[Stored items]
****************

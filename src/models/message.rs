use serde::{Deserialize, Serialize};
use std::fmt::Display;

#[derive(Debug, Clone, Copy, PartialEq, Eq, Hash, Serialize, Deserialize)]
#[serde(rename_all = "lowercase")]
pub enum Role {
    System,
    User,
    Assistant,
}

/// Opaque turn identifier. Turns are addressed by id everywhere; array
/// position is never used as identity.
#[derive(Debug, Clone, Copy, PartialEq, Eq, Hash)]
pub struct MessageId(uuid::Uuid);

impl MessageId {
    pub fn new() -> Self {
        Self(uuid::Uuid::new_v4())
    }
}

impl Default for MessageId {
    fn default() -> Self {
        Self::new()
    }
}

impl Display for MessageId {
    fn fmt(&self, f: &mut std::fmt::Formatter<'_>) -> std::fmt::Result {
        write!(f, "{}", self.0)
    }
}

#[derive(Debug, Clone)]
pub struct Message {
    id: MessageId,
    role: Role,
    content: String,
    /// For assistant turns, the user turn this one answers.
    reply_to: Option<MessageId>,
}

impl Message {
    pub fn new(role: Role, content: impl Into<String>) -> Self {
        Self {
            id: MessageId::new(),
            role,
            content: content.into(),
            reply_to: None,
        }
    }

    pub fn user(content: impl Into<String>) -> Self {
        Self::new(Role::User, content)
    }

    pub fn assistant(content: impl Into<String>) -> Self {
        Self::new(Role::Assistant, content)
    }

    pub fn system(content: impl Into<String>) -> Self {
        Self::new(Role::System, content)
    }

    pub fn with_reply_to(mut self, id: MessageId) -> Self {
        self.reply_to = Some(id);
        self
    }

    pub fn id(&self) -> MessageId {
        self.id
    }

    pub fn role(&self) -> Role {
        self.role
    }

    pub fn content(&self) -> &str {
        &self.content
    }

    pub fn reply_to(&self) -> Option<MessageId> {
        self.reply_to
    }

    pub fn is_user(&self) -> bool {
        self.role == Role::User
    }

    pub fn is_assistant(&self) -> bool {
        self.role == Role::Assistant
    }

    pub fn set_content(&mut self, content: impl Into<String>) {
        self.content = content.into();
    }

    pub fn set_reply_to(&mut self, id: Option<MessageId>) {
        self.reply_to = id;
    }

    pub fn append(&mut self, text: &str) {
        self.content.push_str(text);
    }
}

impl Display for Role {
    fn fmt(&self, f: &mut std::fmt::Formatter<'_>) -> std::fmt::Result {
        match self {
            Role::System => write!(f, "system"),
            Role::User => write!(f, "user"),
            Role::Assistant => write!(f, "assistant"),
        }
    }
}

****************

**PROBLEM REQUIREMENTS**
The first line of the records and every line down to the line with "id everywhere; array" must be quoted exactly; leave out all else.

**TASK SOLUTION**
filename src/models/message.rs
use serde::{Deserialize, Serialize};
use std::fmt::Display;

#[derive(Debug, Clone, Copy, PartialEq, Eq, Hash, Serialize, Deserialize)]
#[serde(rename_all = "lowercase")]
pub enum Role {
    System,
    User,
    Assistant,
}

/// Opaque turn identifier. Turns are addressed by id everywhere; array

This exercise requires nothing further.